-- HOW TO COMPLETE THIS TASK --
For each line below, check for the word "crate", then state how many lines contain it, with no other output.

Dataset entries
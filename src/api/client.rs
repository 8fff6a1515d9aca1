//! Typed HTTP client for the Nexus backend.
//!
//! One configured `reqwest` client with bearer-token injection from the auth
//! context. Failures are normalized into [`ApiError`] using the server
//! envelope `{error, error_code, message}`, falling back to `detail`, then
//! to a generic per-status message, and routed through the toast policy:
//! 401 triggers the auth-expiration callback instead of a toast, documented
//! statuses toast their wording, network errors toast under one sticky id.

use std::sync::Arc;

use serde::de::DeserializeOwned;
use serde::{Deserialize, Serialize};
use serde_json::Value;
use tracing::debug;

use crate::api::toast::{Toaster, message_for_status};
use crate::auth::AuthContext;
use crate::config::NexusConfig;
use crate::errors::{ApiError, ApiErrorKind};

// ── Request/response payload types ───────────────────────────────────

/// One prior turn of an agent conversation, as the backend expects it.
#[derive(Debug, Clone, PartialEq, Eq, Serialize, Deserialize)]
pub struct ChatTurn {
    pub role: String,
    pub content: String,
}

#[derive(Debug, Serialize)]
struct ChatRequest<'a> {
    agent_name: &'a str,
    message: &'a str,
    history: &'a [ChatTurn],
}

#[derive(Debug, Clone, Deserialize)]
pub struct ChatReply {
    pub response: String,
}

#[derive(Debug, Clone, Serialize)]
pub struct FeedbackRequest {
    /// 1..=5 star rating.
    pub rating: u8,
    #[serde(skip_serializing_if = "Option::is_none")]
    pub comment: Option<String>,
}

#[derive(Debug, Clone, Serialize)]
pub struct CreateProjectRequest {
    pub name: String,
    #[serde(skip_serializing_if = "Option::is_none")]
    pub description: Option<String>,
}

#[derive(Debug, Clone, Deserialize)]
pub struct ProjectCreated {
    pub project_id: String,
}

// ── Client ───────────────────────────────────────────────────────────

pub struct ApiClient {
    http: reqwest::Client,
    base_url: String,
    auth: Arc<AuthContext>,
    toaster: Arc<Toaster>,
}

impl std::fmt::Debug for ApiClient {
    fn fmt(&self, f: &mut std::fmt::Formatter<'_>) -> std::fmt::Result {
        f.debug_struct("ApiClient")
            .field("base_url", &self.base_url)
            .finish()
    }
}

impl ApiClient {
    pub fn new(config: &NexusConfig, auth: Arc<AuthContext>, toaster: Arc<Toaster>) -> Self {
        let http = reqwest::Client::builder()
            .timeout(config.request_timeout)
            .build()
            .expect("HTTP client construction");
        Self {
            http,
            base_url: config.api_base.trim_end_matches('/').to_string(),
            auth,
            toaster,
        }
    }

    // ── Endpoints ────────────────────────────────────────────────────

    /// Direct chat with a named agent.
    pub async fn agent_chat(
        &self,
        agent_name: &str,
        message: &str,
        history: &[ChatTurn],
    ) -> Result<ChatReply, ApiError> {
        let body = ChatRequest {
            agent_name,
            message,
            history,
        };
        self.post("/agents/chat", &body).await
    }

    /// Submit feedback on a finished task.
    pub async fn send_task_feedback(
        &self,
        task_id: &str,
        feedback: &FeedbackRequest,
    ) -> Result<Value, ApiError> {
        self.post(&format!("/tasks/{task_id}/feedback"), feedback)
            .await
    }

    /// Create a multi-phase project.
    pub async fn create_project(
        &self,
        request: &CreateProjectRequest,
    ) -> Result<ProjectCreated, ApiError> {
        self.post("/projects/", request).await
    }

    pub async fn memory_conversations(&self) -> Result<Value, ApiError> {
        self.get("/memory/conversations").await
    }

    pub async fn memory_preferences(&self) -> Result<Value, ApiError> {
        self.get("/memory/preferences").await
    }

    pub async fn memory_analytics(&self) -> Result<Value, ApiError> {
        self.get("/memory/analytics").await
    }

    pub async fn memory_related_tasks(&self, task_id: &str) -> Result<Value, ApiError> {
        self.get(&format!("/memory/tasks/{task_id}/related")).await
    }

    // ── Transport ────────────────────────────────────────────────────

    pub async fn get<T: DeserializeOwned>(&self, path: &str) -> Result<T, ApiError> {
        let request = self.http.get(self.url(path));
        self.run(request).await
    }

    pub async fn post<B, T>(&self, path: &str, body: &B) -> Result<T, ApiError>
    where
        B: Serialize + ?Sized,
        T: DeserializeOwned,
    {
        let request = self.http.post(self.url(path)).json(body);
        self.run(request).await
    }

    fn url(&self, path: &str) -> String {
        format!("{}{}", self.base_url, path)
    }

    async fn run<T: DeserializeOwned>(
        &self,
        request: reqwest::RequestBuilder,
    ) -> Result<T, ApiError> {
        let request = match self.auth.token() {
            Ok(token) => request.bearer_auth(token),
            Err(_) => request,
        };

        let response = match request.send().await {
            Ok(response) => response,
            Err(e) => {
                debug!(error = %e, "request failed before a response arrived");
                self.toaster.network_error();
                return Err(ApiError::network(format!("Request failed: {e}")));
            }
        };

        let status = response.status().as_u16();
        if response.status().is_success() {
            return response.json::<T>().await.map_err(|e| ApiError {
                kind: ApiErrorKind::Unknown,
                message: format!("Malformed response body: {e}"),
                error_code: None,
                status: Some(status),
            });
        }

        let body = response.text().await.unwrap_or_default();
        let error = normalize_error(status, &body);
        self.surface(&error);
        Err(error)
    }

    /// Route a normalized failure to the right surface: 401 to the auth
    /// collaborator, everything else to the toast policy.
    fn surface(&self, error: &ApiError) {
        match error.status {
            Some(401) => self.auth.notify_expired(),
            Some(status) => self.toaster.http_error(status),
            None => {}
        }
    }
}

/// Build an [`ApiError`] from a failed response body.
pub(crate) fn normalize_error(status: u16, body: &str) -> ApiError {
    let envelope: Value = serde_json::from_str(body).unwrap_or(Value::Null);

    let message = envelope
        .get("message")
        .and_then(Value::as_str)
        .filter(|m| !m.is_empty())
        .or_else(|| {
            envelope
                .get("detail")
                .and_then(Value::as_str)
                .filter(|m| !m.is_empty())
        })
        .map(str::to_string)
        .or_else(|| message_for_status(status).map(str::to_string))
        .unwrap_or_else(|| format!("Request failed with status {status}"));

    let error_code = envelope
        .get("error_code")
        .and_then(Value::as_str)
        .map(str::to_string);

    ApiError {
        kind: ApiError::kind_for_status(status),
        message,
        error_code,
        status: Some(status),
    }
}

#[cfg(test)]
mod tests {
    use super::*;

    #[test]
    fn test_normalize_envelope_message() {
        let body = r#"{"error": true, "error_code": "task_missing", "message": "Task not found"}"#;
        let error = normalize_error(404, body);
        assert_eq!(error.message, "Task not found");
        assert_eq!(error.error_code.as_deref(), Some("task_missing"));
        assert_eq!(error.status, Some(404));
        assert_eq!(error.kind, ApiErrorKind::Rejected);
    }

    #[test]
    fn test_normalize_falls_back_to_detail() {
        let body = r#"{"detail": "Validation failed on field 'name'"}"#;
        let error = normalize_error(422, body);
        assert_eq!(error.message, "Validation failed on field 'name'");
        assert_eq!(error.kind, ApiErrorKind::Validation);
    }

    #[test]
    fn test_normalize_generic_for_empty_body() {
        let error = normalize_error(500, "");
        assert_eq!(
            error.message,
            "Something went wrong on the server. Please try again."
        );
        assert_eq!(error.kind, ApiErrorKind::Server);
    }

    #[test]
    fn test_normalize_unknown_status_without_wording() {
        let error = normalize_error(418, "not json at all");
        assert_eq!(error.message, "Request failed with status 418");
        assert_eq!(error.kind, ApiErrorKind::Unknown);
    }

    #[test]
    fn test_normalize_401_classified_as_auth_expired() {
        let error = normalize_error(401, r#"{"message": "token expired"}"#);
        assert_eq!(error.kind, ApiErrorKind::AuthExpired);
        assert_eq!(error.message, "token expired");
    }

    #[test]
    fn test_chat_request_wire_shape() {
        let history = vec![ChatTurn {
            role: "user".to_string(),
            content: "earlier".to_string(),
        }];
        let request = ChatRequest {
            agent_name: "ResearchAgent",
            message: "hi",
            history: &history,
        };
        let json = serde_json::to_value(&request).unwrap();
        assert_eq!(json["agent_name"], "ResearchAgent");
        assert_eq!(json["message"], "hi");
        assert_eq!(json["history"][0]["role"], "user");
        assert_eq!(json["history"][0]["content"], "earlier");
    }

    #[test]
    fn test_feedback_omits_empty_comment() {
        let feedback = FeedbackRequest {
            rating: 4,
            comment: None,
        };
        let json = serde_json::to_string(&feedback).unwrap();
        assert!(!json.contains("comment"));
    }
}
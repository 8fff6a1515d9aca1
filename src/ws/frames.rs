//! Client-to-server frames for the live socket.

use serde::{Deserialize, Serialize};

use crate::events::TaskId;

/// The three frames a client may send.
#[derive(Debug, Clone, PartialEq, Eq, Serialize, Deserialize)]
#[serde(tag = "type", rename_all = "snake_case")]
pub enum ClientFrame {
    /// Heartbeat; the server answers with a `system` event or a pong.
    Ping,
    /// Declare interest in events for one task.
    Subscribe { task_id: TaskId },
    /// Withdraw interest in one task.
    Unsubscribe { task_id: TaskId },
}

impl ClientFrame {
    pub fn to_json(&self) -> String {
        // The enum serializes infallibly: tag plus an optional string field.
        serde_json::to_string(self).expect("ClientFrame serialization cannot fail")
    }
}
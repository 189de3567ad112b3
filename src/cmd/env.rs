//! env command - print the variables ggman reads

use crate::env::config::{GGMAN_CANFILE, GGMAN_CONFIG, GGNORM, GGROOT, VARIABLES};
use crate::env::{requirements, EnvRequirement, Ggman, Parameters};
use crate::program::{Command, Context, Description, ExitCode, Positional, ProgramError};

/// `ggman env [VAR...]`
#[derive(Debug, Default)]
pub struct EnvCommand;

/// Resolved value of the variable `name`.
fn value(params: &Parameters, name: &str) -> String {
    match name {
        GGROOT => params.root.display().to_string(),
        GGNORM => params.norm.to_string(),
        GGMAN_CANFILE => params.canfile.display().to_string(),
        GGMAN_CONFIG => params
            .config
            .as_ref()
            .map(|path| path.display().to_string())
            .unwrap_or_default(),
        _ => String::new(),
    }
}

impl Command<Ggman> for EnvCommand {
    fn description(&self) -> Description<EnvRequirement> {
        Description::new(
            "env",
            "Print the resolved values of the variables ggman uses",
            requirements::NONE,
        )
        .positional(Positional::new("VAR", 0, None).usage(format!(
            "Variables to print, one of {}. Without any, all are printed as NAME=value",
            VARIABLES
                .iter()
                .map(|(name, _)| format!("'{}'", name))
                .collect::<Vec<_>>()
                .join(", ")
        )))
    }

    fn run(&mut self, ctx: &mut Context<'_, Ggman>) -> Result<(), ProgramError> {
        let program = ctx.program;
        let params = program.host().params();

        let mut lines = Vec::new();
        if ctx.positionals().is_empty() {
            for (name, _) in VARIABLES {
                lines.push(format!("{}={}", name, value(params, name)));
            }
        } else {
            for requested in ctx.positionals() {
                let name = VARIABLES
                    .iter()
                    .map(|(name, _)| *name)
                    .find(|name| name.eq_ignore_ascii_case(requested))
                    .ok_or_else(|| {
                        ProgramError::command_with_code(
                            format!("unknown variable '{}'", requested),
                            ExitCode::InvalidCommandArguments,
                        )
                    })?;
                lines.push(value(params, name));
            }
        }

        for line in lines {
            ctx.println(line)?;
        }
        Ok(())
    }
}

-- RESPONSE TO THIS EXERCISE --
9